Hi all, I am new to framework with dynamic computation graph. I search everywhere but I couldn’t find a reference about how to implement mini-batch with RNN or even tree LSTM with varying length input. So I guess my general problem is how to do mini batch with dynamic computation graph. Thanks.

jekbradbury · February 10, 2017, 8:13pm

For RNNs, there’s already a batched variable-length example (on the SNLI dataset https://github.com/pytorch/examples/tree/master/snli); there all you have to do is sort the examples a little so that you can batch together sentences of similar lengths with minimal padding.

TreeRNNs are harder. I’ll add an example soon that does this, but the general idea for TreeRNNs is that batching is up to you as the user, and you should split and concatenate when you need to. So if you use a binary tree structure, you can represent it as a shift-reduce parser (see the SPINN paper from Bowman et al) that means you can process multiple trees in parallel by doing preprocessing like this:

input:
 tree1: ((ab)c)
 tree2: (d(ef))
preprocessed input:
        1        2        3        4        5
 tree1: SHIFT(a) SHIFT(b) REDUCE   SHIFT(c) REDUCE
 tree2: SHIFT(d) SHIFT(e) SHIFT(f) REDUCE   REDUCE

and then using advanced indexing to copy all the tokens for SHIFT at each timestep in parallel while concatenating the stack representations for batched REDUCE.

Sorry if this is confusing, I promise an example will be up soon.

I would add that PyTorch is impressively fast on TreeRNNs even without batching.

shijie-wu · February 11, 2017, 3:27am

Thank you for the pointer. So it’s actually up to the user to design batching mechanism.
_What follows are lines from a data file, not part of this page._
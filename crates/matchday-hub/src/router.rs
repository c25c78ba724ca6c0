//! Axum router construction for the hub.
//!
//! Assembles the socket endpoint and the administrative routes into a
//! single [`Router`] with CORS and request tracing.

use std::sync::Arc;

use axum::Router;
use axum::routing::{get, post};
use tower_http::cors::{Any, CorsLayer};
use tower_http::trace::TraceLayer;

use crate::handlers;
use crate::state::AppState;
use crate::ws;

/// Build the hub router.
///
/// The router includes:
/// - `GET /health` -- liveness and occupancy
/// - `POST /broadcast` -- push an event to a room
/// - `POST /send` -- push an event to a user
/// - `GET /ws` -- authenticated client sessions
pub fn build_router(state: Arc<AppState>) -> Router {
    let cors = CorsLayer::new()
        .allow_origin(Any)
        .allow_methods(Any)
        .allow_headers(Any);

    Router::new()
        .route("/health", get(handlers::health))
        .route("/broadcast", post(handlers::broadcast))
        .route("/send", post(handlers::send))
        .route("/ws", get(ws::ws_connect))
        .layer(cors)
        .layer(TraceLayer::new_for_http())
        .with_state(state)
}
//! Fan-out settings from the `infrastructure` section of
//! `matchday-config.yaml`.

use serde::Deserialize;

/// Broker channel and buffering for a [`ClusterFanoutAdapter`].
///
/// [`ClusterFanoutAdapter`]: crate::adapter::ClusterFanoutAdapter
#[derive(Debug, Clone, PartialEq, Eq, Deserialize)]
pub struct FanoutConfig {
    /// Broker channel every hub publishes to and subscribes on.
    #[serde(default = "default_channel")]
    pub channel: String,

    /// Broadcasts queued for mirroring before new ones are dropped.
    #[serde(default = "default_publish_buffer")]
    pub publish_buffer: usize,
}

impl Default for FanoutConfig {
    fn default() -> Self {
        Self {
            channel: default_channel(),
            publish_buffer: default_publish_buffer(),
        }
    }
}

fn default_channel() -> String {
    String::from("matchday:broadcast")
}

const fn default_publish_buffer() -> usize {
    1_024
}
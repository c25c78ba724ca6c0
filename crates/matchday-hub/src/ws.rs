//! `WebSocket` endpoint for client sessions.
//!
//! Clients connect to `GET /ws`. Before the upgrade the request passes
//! the per-address connection limit and bearer token verification; a
//! failure answers with the JSON error body and no session is created.
//! After the upgrade every text frame is dispatched through the hub and
//! every frame the hub queues for the session is written back.

use std::net::SocketAddr;
use std::sync::Arc;

use axum::extract::ws::rejection::WebSocketUpgradeRejection;
use axum::extract::ws::{Message, WebSocket};
use axum::extract::{ConnectInfo, Query, State, WebSocketUpgrade};
use axum::http::{Extensions, HeaderMap};
use axum::response::{IntoResponse, Response};
use matchday_types::UserId;
use serde::Deserialize;
use tracing::{debug, warn};

use crate::auth::extract_token;
use crate::error::HubError;
use crate::state::AppState;

/// Query parameters accepted on the upgrade request.
#[derive(Debug, Default, Deserialize)]
pub struct ConnectQuery {
    /// Bearer token for clients that cannot set headers.
    pub token: Option<String>,
}

/// Admit, authenticate, and upgrade a socket connection.
///
/// # Route
///
/// `GET /ws`
pub async fn ws_connect(
    State(state): State<Arc<AppState>>,
    headers: HeaderMap,
    Query(query): Query<ConnectQuery>,
    extensions: Extensions,
    upgrade: Result<WebSocketUpgrade, WebSocketUpgradeRejection>,
) -> Response {
    let remote = remote_addr(&headers, &extensions, state.hub.config().trust_forwarded_for);

    let principal = match admit(&state, &remote, &headers, query.token.as_deref()) {
        Ok(principal) => principal,
        Err(e) => {
            debug!(%remote, code = e.code(), error = %e, "Connection rejected");
            return e.into_response();
        }
    };

    match upgrade {
        Ok(ws) => ws.on_upgrade(move |socket| handle_socket(socket, state, principal)),
        Err(rejection) => rejection.into_response(),
    }
}

fn admit(
    state: &AppState,
    remote: &str,
    headers: &HeaderMap,
    query_token: Option<&str>,
) -> Result<UserId, HubError> {
    state.hub.admit_connection(remote)?;
    let token = extract_token(headers, query_token)?;
    state.verifier.verify(&token)
}

/// Client address used as the connection-limit key.
///
/// The socket peer by default. The first `x-forwarded-for` hop is used
/// only when `trust_forwarded` is set, since clients control the header.
fn remote_addr(headers: &HeaderMap, extensions: &Extensions, trust_forwarded: bool) -> String {
    let forwarded = trust_forwarded
        .then(|| headers.get("x-forwarded-for"))
        .flatten()
        .and_then(|v| v.to_str().ok())
        .and_then(|v| v.split(',').next())
        .map(str::trim)
        .filter(|v| !v.is_empty())
        .map(str::to_owned);
    forwarded
        .or_else(|| {
            extensions
                .get::<ConnectInfo<SocketAddr>>()
                .map(|ConnectInfo(addr)| addr.ip().to_string())
        })
        .unwrap_or_else(|| String::from("unknown"))
}

/// Pump frames between the socket and the hub until either side closes.
async fn handle_socket(mut socket: WebSocket, state: Arc<AppState>, principal: UserId) {
    let hub = Arc::clone(&state.hub);
    let (session_id, mut outbound) = hub.connect(principal);

    loop {
        tokio::select! {
            frame = outbound.recv() => {
                let Some(frame) = frame else {
                    debug!(session = %session_id, "Session queue closed");
                    break;
                };
                let json = match serde_json::to_string(&frame) {
                    Ok(j) => j,
                    Err(e) => {
                        warn!(session = %session_id, "Failed to serialize frame: {e}");
                        continue;
                    }
                };
                if socket.send(Message::Text(json.into())).await.is_err() {
                    debug!(session = %session_id, "WebSocket client disconnected (send failed)");
                    break;
                }
            }
            msg = socket.recv() => {
                match msg {
                    Some(Ok(Message::Text(text))) => hub.handle_text(session_id, text.as_str()),
                    Some(Ok(Message::Ping(data))) => {
                        if socket.send(Message::Pong(data)).await.is_err() {
                            debug!(session = %session_id, "WebSocket client disconnected (pong failed)");
                            break;
                        }
                    }
                    Some(Ok(Message::Close(_))) | None => {
                        debug!(session = %session_id, "WebSocket client disconnected");
                        break;
                    }
                    Some(Err(e)) => {
                        debug!(session = %session_id, "WebSocket error: {e}");
                        break;
                    }
                    Some(Ok(_)) => {
                        // Binary and pong frames carry nothing for the hub.
                    }
                }
            }
        }
    }

    hub.disconnect(session_id);
}

#[cfg(test)]
mod tests {
    use axum::http::HeaderValue;

    use super::*;

    fn peer() -> Extensions {
        let mut extensions = Extensions::new();
        extensions.insert(ConnectInfo(SocketAddr::from(([127, 0, 0, 1], 4000))));
        extensions
    }

    #[test]
    fn socket_peer_is_the_key_by_default() {
        let mut headers = HeaderMap::new();
        headers.insert("x-forwarded-for", HeaderValue::from_static("203.0.113.9, 10.0.0.1"));

        assert_eq!(remote_addr(&headers, &peer(), false), "127.0.0.1");
        assert_eq!(remote_addr(&HeaderMap::new(), &Extensions::new(), false), "unknown");
    }

    #[test]
    fn forwarded_header_is_honoured_only_when_trusted() {
        let mut headers = HeaderMap::new();
        headers.insert("x-forwarded-for", HeaderValue::from_static("203.0.113.9, 10.0.0.1"));

        assert_eq!(remote_addr(&headers, &peer(), true), "203.0.113.9");
        assert_eq!(remote_addr(&HeaderMap::new(), &peer(), true), "127.0.0.1");
    }
}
Thank you all for building pytorch with amazing flexibility and great tutorial.

Just curious, is there any plan to release a technical report about the performance of pytorch compared to other framework with support of dynamic computation graph?

apaszke · February 11, 2017, 11:32am

For now I think we just have to say that we’re quite fast We’d rather have someone independently benchmark the frameworks, or do a collaboration where maintainers of each implement the same script. Otherwise the benchmarks can end up being a bit biased, because we don’t know other libraries nearly as well as we do PyTorch.

shijie-wu · February 12, 2017, 5:36pm

That make sense. Thanks for the great work.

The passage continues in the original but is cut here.